On the one hand I am an unabashed electronic-text enthusiast. I love this stuff. I think it’s going to take over large swathes of the world, and I don’t regret that prospect even a smidge. Regret it? I’m going to help bring it about.

I have utterly run out of patience with the book-smellers. I really have. They can stay back in the nineteenth century (yes, I said nineteenth and I meant it); the rest of us have work to do.

On the other hand, I constantly rail about the average technologist’s utter cluelessness about the wondrous bit of information technology that is the print book. Look, folks, print has a lot of lessons to teach. We have a hell of a nerve making noise about how we’ll supplant print; we’ve barely begun to learn those lessons.

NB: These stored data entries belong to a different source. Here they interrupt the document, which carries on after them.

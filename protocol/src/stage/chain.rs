//! In-process model of the settlement contract.
//!
//! Accepts root submissions strictly in stage order, keeps them in memory
//! and hands back a deterministic transaction hash. Devnet nodes and tests
//! run against it instead of a real parent chain.

use std::collections::BTreeMap;
use std::sync::atomic::{AtomicBool, Ordering};

use async_trait::async_trait;
use tokio::sync::RwLock;
use tracing::{debug, warn};

use super::ports::{ChainError, ParentChain, RootHashes};
use crate::crypto::hash::hash_concat;

#[derive(Debug, Default)]
pub struct LoopbackParentChain {
    stages: RwLock<BTreeMap<u64, RootHashes>>,
    fail_next: AtomicBool,
}

impl LoopbackParentChain {
    pub fn new() -> Self {
        Self::default()
    }

    /// Start from roots already accepted in an earlier run, so a restarted
    /// node keeps submitting at the right height.
    pub fn with_history<I>(stages: I) -> Self
    where
        I: IntoIterator<Item = (u64, RootHashes)>,
    {
        Self {
            stages: RwLock::new(stages.into_iter().collect()),
            fail_next: AtomicBool::new(false),
        }
    }

    /// Make the next submission fail as if the chain were unreachable.
    pub fn fail_next_submission(&self) {
        self.fail_next.store(true, Ordering::SeqCst);
    }

    /// Number of stages accepted so far.
    pub async fn accepted_stages(&self) -> usize {
        self.stages.read().await.len()
    }
}

#[async_trait]
impl ParentChain for LoopbackParentChain {
    async fn stage_height(&self) -> Result<u64, ChainError> {
        Ok(self
            .stages
            .read()
            .await
            .keys()
            .next_back()
            .copied()
            .unwrap_or(0))
    }

    async fn submit_root_hashes(
        &self,
        stage_height: u64,
        roots: &RootHashes,
        signed_tx: &str,
    ) -> Result<String, ChainError> {
        if self.fail_next.swap(false, Ordering::SeqCst) {
            warn!(stage_height, "loopback chain dropping submission");
            return Err(ChainError::Unavailable("injected failure".into()));
        }
        if signed_tx.is_empty() {
            return Err(ChainError::Rejected("empty signed transaction".into()));
        }

        let mut stages = self.stages.write().await;
        let current = stages.keys().next_back().copied().unwrap_or(0);
        if stage_height != current + 1 {
            return Err(ChainError::Rejected(format!(
                "expected stage {}, got {stage_height}",
                current + 1
            )));
        }
        stages.insert(stage_height, roots.clone());

        let stage_field = format!("{stage_height:064x}");
        let tx_hash = hash_concat([
            signed_tx,
            stage_field.as_str(),
            roots.receipt_root.as_str(),
            roots.account_root.as_deref().unwrap_or(""),
        ]);
        debug!(stage_height, %tx_hash, "loopback chain accepted roots");
        Ok(tx_hash)
    }

    async fn root_hashes(&self, stage_height: u64) -> Result<Option<RootHashes>, ChainError> {
        Ok(self.stages.read().await.get(&stage_height).cloned())
    }
}
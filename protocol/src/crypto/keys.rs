//! # secp256k1 Keypairs
//!
//! The operator countersigns every light transaction with its own key, and
//! clients sign theirs. The node only ever *recovers* addresses, but the
//! operator tooling, benches and tests need to produce signatures, so the
//! signing side lives here too.

use std::fmt;

use k256::ecdsa::SigningKey;

use super::hash::strip_hex_prefix;
use super::signatures::{
    address_of, address_to_field, eth_signed_message_hash_hex, RecoverableSignature,
    SignatureError,
};

/// A secp256k1 signing key with Ethereum address derivation.
#[derive(Clone)]
pub struct EthKeypair {
    signing_key: SigningKey,
}

impl EthKeypair {
    /// Generate a fresh random keypair from the OS RNG.
    pub fn generate() -> Self {
        Self {
            signing_key: SigningKey::random(&mut rand::thread_rng()),
        }
    }

    /// Load from a 32-byte secret scalar.
    pub fn from_secret_bytes(bytes: &[u8; 32]) -> Result<Self, SignatureError> {
        let signing_key = SigningKey::from_slice(bytes)
            .map_err(|e| SignatureError::SigningFailed(e.to_string()))?;
        Ok(Self { signing_key })
    }

    /// Load from a hex-encoded secret, `0x` optional.
    pub fn from_secret_hex(secret: &str) -> Result<Self, SignatureError> {
        let bytes = hex::decode(strip_hex_prefix(secret))
            .map_err(|e| SignatureError::SigningFailed(e.to_string()))?;
        let bytes: [u8; 32] = bytes
            .try_into()
            .map_err(|_| SignatureError::SigningFailed("secret must be 32 bytes".into()))?;
        Self::from_secret_bytes(&bytes)
    }

    /// The 20-byte Ethereum address.
    pub fn address(&self) -> [u8; 20] {
        address_of(self.signing_key.verifying_key())
    }

    /// The address as 40 hex chars.
    pub fn address_hex(&self) -> String {
        hex::encode(self.address())
    }

    /// The address padded to the 64-char light transaction field width.
    pub fn address_field(&self) -> String {
        address_to_field(&self.address())
    }

    /// Sign a 32-byte prehash. `v` is returned in the legacy 27/28 form.
    pub fn sign_prehash(&self, prehash: &[u8; 32]) -> Result<RecoverableSignature, SignatureError> {
        let (signature, recovery_id) = self
            .signing_key
            .sign_prehash_recoverable(prehash)
            .map_err(|e| SignatureError::SigningFailed(e.to_string()))?;

        let bytes = signature.to_bytes();
        let mut r = [0u8; 32];
        let mut s = [0u8; 32];
        r.copy_from_slice(&bytes[..32]);
        s.copy_from_slice(&bytes[32..]);

        Ok(RecoverableSignature {
            v: 27 + recovery_id.to_byte(),
            r,
            s,
        })
    }

    /// `eth_sign` a hex digest, the way wallets sign a `lightTxHash`.
    pub fn sign_digest_hex(&self, digest_hex: &str) -> Result<RecoverableSignature, SignatureError> {
        let prehash = eth_signed_message_hash_hex(digest_hex)?;
        self.sign_prehash(&prehash)
    }
}

impl fmt::Debug for EthKeypair {
    fn fmt(&self, f: &mut fmt::Formatter<'_>) -> fmt::Result {
        f.debug_struct("EthKeypair")
            .field("address", &self.address_hex())
            .finish_non_exhaustive()
    }
}
//! # Storage Module
//!
//! Persistent storage for the child chain. [`SettlementDb`] is the sled
//! backed implementation of the lifecycle's
//! [`StageStore`](crate::stage::StageStore) port.
//!
//! ## Design Decisions
//!
//! 1. **Named sled trees per concern.** Stages, receipts, the pending index,
//!    finalized balances and metadata each get their own keyspace.
//!
//! 2. **Bincode for on-disk serialization.** Compact and deterministic.
//!    JSON is for the API and for tree exports handed to auditors.
//!
//! 3. **Balances as 64-hex text.** The same encoding the account tree
//!    commits to, so a stored balance can be compared with a proof
//!    without conversion.

pub mod db;

pub use db::{DbError, DbResult, SettlementDb};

No wonder I’m so uncomfortable in so many discussions of text, print or e-.

Enthusiasm

“What’d you get on the collection-development assignment?” I was asked as I came in to reference class this morning.

Oh, crud, forgot to check my departmental mailbox. Okay, mailbox checked. “An AB.” Probably better than I deserved. I am not a born collection developer; I figured that out already. The in-class discussion of the assignment told me exactly where I’d missed the boat. I accepted the new information gladly, and had no intention of sweating the grade.

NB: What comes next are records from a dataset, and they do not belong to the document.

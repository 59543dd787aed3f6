//! # Signature Recovery
//!
//! Light transactions carry Ethereum-style recoverable ECDSA signatures over
//! secp256k1. We never verify against a known public key; instead we
//! recover the signer's address from `(digest, v, r, s)` and compare it to
//! the address the transaction claims.
//!
//! Signers sign with `eth_sign` semantics, so the digest handed to the
//! curve is not the light transaction hash itself but
//! `keccak256("\x19Ethereum Signed Message:\n32" ++ raw_hash_bytes)`.
//! [`eth_signed_message_hash`] builds that.

use k256::ecdsa::{RecoveryId, Signature, VerifyingKey};
use thiserror::Error;

use super::hash::{keccak256, strip_hex_prefix};
use crate::config::{ETH_SIGNED_MESSAGE_PREFIX, FIELD_HEX_LEN};

/// Errors during signature decoding or recovery.
#[derive(Debug, Error, Clone, PartialEq, Eq)]
pub enum SignatureError {
    /// `v` is not one of 0, 1, 27, 28.
    #[error("invalid recovery id: {0}")]
    InvalidRecoveryId(u64),

    /// `r` or `s` is not 32 bytes of hex.
    #[error("invalid signature component `{component}`: {reason}")]
    InvalidComponent {
        component: &'static str,
        reason: String,
    },

    /// The digest is not a 32-byte hex string.
    #[error("invalid message digest: {0}")]
    InvalidDigest(String),

    /// `(r, s)` is not a valid signature on the curve.
    #[error("malformed signature")]
    Malformed,

    /// No public key could be recovered from the signature.
    #[error("public key recovery failed")]
    RecoveryFailed,

    /// Signing with a local key failed.
    #[error("signing failed: {0}")]
    SigningFailed(String),
}

/// A recoverable ECDSA signature in Ethereum's `(v, r, s)` layout.
#[derive(Debug, Clone, Copy, PartialEq, Eq)]
pub struct RecoverableSignature {
    pub v: u8,
    pub r: [u8; 32],
    pub s: [u8; 32],
}

impl RecoverableSignature {
    /// Decode from the textual form clients send: `v` as an integer and
    /// `r`/`s` as 32-byte hex strings with or without `0x`.
    pub fn from_parts(v: u64, r: &str, s: &str) -> Result<Self, SignatureError> {
        let v = match v {
            0 | 1 | 27 | 28 => v as u8,
            other => return Err(SignatureError::InvalidRecoveryId(other)),
        };
        Ok(Self {
            v,
            r: decode_component("r", r)?,
            s: decode_component("s", s)?,
        })
    }

    /// Recovery id normalized to 0 or 1.
    pub fn recovery_byte(&self) -> u8 {
        if self.v >= 27 {
            self.v - 27
        } else {
            self.v
        }
    }

    /// `r ++ s` as 64 raw bytes.
    pub fn rs_bytes(&self) -> [u8; 64] {
        let mut out = [0u8; 64];
        out[..32].copy_from_slice(&self.r);
        out[32..].copy_from_slice(&self.s);
        out
    }
}

fn decode_component(component: &'static str, text: &str) -> Result<[u8; 32], SignatureError> {
    let raw = strip_hex_prefix(text.trim());
    let padded = format!("{raw:0>64}");
    let bytes = hex::decode(&padded).map_err(|e| SignatureError::InvalidComponent {
        component,
        reason: e.to_string(),
    })?;
    bytes
        .try_into()
        .map_err(|_| SignatureError::InvalidComponent {
            component,
            reason: format!("expected at most 64 hex chars, got {}", raw.len()),
        })
}

/// Wrap a 32-byte digest in the `eth_sign` envelope and hash it.
pub fn eth_signed_message_hash(digest: &[u8; 32]) -> [u8; 32] {
    let mut buf = Vec::with_capacity(ETH_SIGNED_MESSAGE_PREFIX.len() + 32);
    buf.extend_from_slice(ETH_SIGNED_MESSAGE_PREFIX);
    buf.extend_from_slice(digest);
    keccak256(&buf)
}

/// Same as [`eth_signed_message_hash`] for a hex digest such as a
/// `lightTxHash`.
pub fn eth_signed_message_hash_hex(digest_hex: &str) -> Result<[u8; 32], SignatureError> {
    let bytes = hex::decode(strip_hex_prefix(digest_hex))
        .map_err(|e| SignatureError::InvalidDigest(e.to_string()))?;
    let digest: [u8; 32] = bytes
        .try_into()
        .map_err(|_| SignatureError::InvalidDigest(digest_hex.to_string()))?;
    Ok(eth_signed_message_hash(&digest))
}

/// Recover the 20-byte Ethereum address that produced `sig` over
/// `prehash`.
pub fn recover_address(
    prehash: &[u8; 32],
    sig: &RecoverableSignature,
) -> Result<[u8; 20], SignatureError> {
    let recovery_id =
        RecoveryId::from_byte(sig.recovery_byte()).ok_or(SignatureError::InvalidRecoveryId(sig.v as u64))?;
    let signature = Signature::from_slice(&sig.rs_bytes()).map_err(|_| SignatureError::Malformed)?;

    let key = VerifyingKey::recover_from_prehash(prehash, &signature, recovery_id)
        .map_err(|_| SignatureError::RecoveryFailed)?;

    Ok(address_of(&key))
}

/// Derive the Ethereum address of a public key: the last 20 bytes of the
/// Keccak-256 of the uncompressed point without its `0x04` tag.
pub fn address_of(key: &VerifyingKey) -> [u8; 20] {
    let point = key.to_encoded_point(false);
    let hash = keccak256(&point.as_bytes()[1..]);
    let mut address = [0u8; 20];
    address.copy_from_slice(&hash[12..]);
    address
}

/// Left-pad a 20-byte address to the 64-hex-char field width used by light
/// transactions.
pub fn address_to_field(address: &[u8; 20]) -> String {
    format!("{:0>width$}", hex::encode(address), width = FIELD_HEX_LEN)
}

Not so my reference-class colleagues. A roll of the eyes greeted my answer, along with “What was up with that? I did the work… I did what the sheet said…” and on and on. Whinge whinge whinge.

Gah.

Come on, people. Once the degree is in hand, nobody is going to give the ghost of a damn what your grades were, much less what you got on your collection-development assignment in intro. Is it too much to ask that you do these assignments in the spirit in which they are intended, learn from them, and move on? Without inflicting a lot of whinging on the rest of the world?

(The guilty parties don’t just whinge about their grades, either. They whinge about bloody everything, every time I see them. I’m seriously starting to wonder why they’re here if they hate it so much.)

I’ve misunderstood more than one assignment this semester: at least one in all three of my classes. Part of being a newbie, really. I haven’t gotten less than an AB on any of them; clearly nobody’s out to get me, and I frankly doubt they’re out to get anybody. And truth be told, I learned more from the stuff I initially screwed up than the stuff I did right.

And, honestly, the grades just. don’t. matter.

This is rapidly becoming one of my yardsticks for who belongs in grad school and who doesn’t. Who’s genuinely enjoying herself, and who’s going through the motions? Who reads the literature because she can’t keep her hands off it, and who has to be shoved reluctantly into the current-periodicals room?

I’ve been on both sides of those questions. Let me tell you, being on the positive side makes a hell of a difference.

Dies Martis, 2 Decembri 2003

Prey

I saw a peregrine falcon as I walked down Frances Street to work today.

She was evidently contemplating nabbing one of the plump juicy sparrows chattering to each other on the ground as I passed. The sparrow hivemind being what it is, they didn’t mind her at all, but scattered in all directions once I came by.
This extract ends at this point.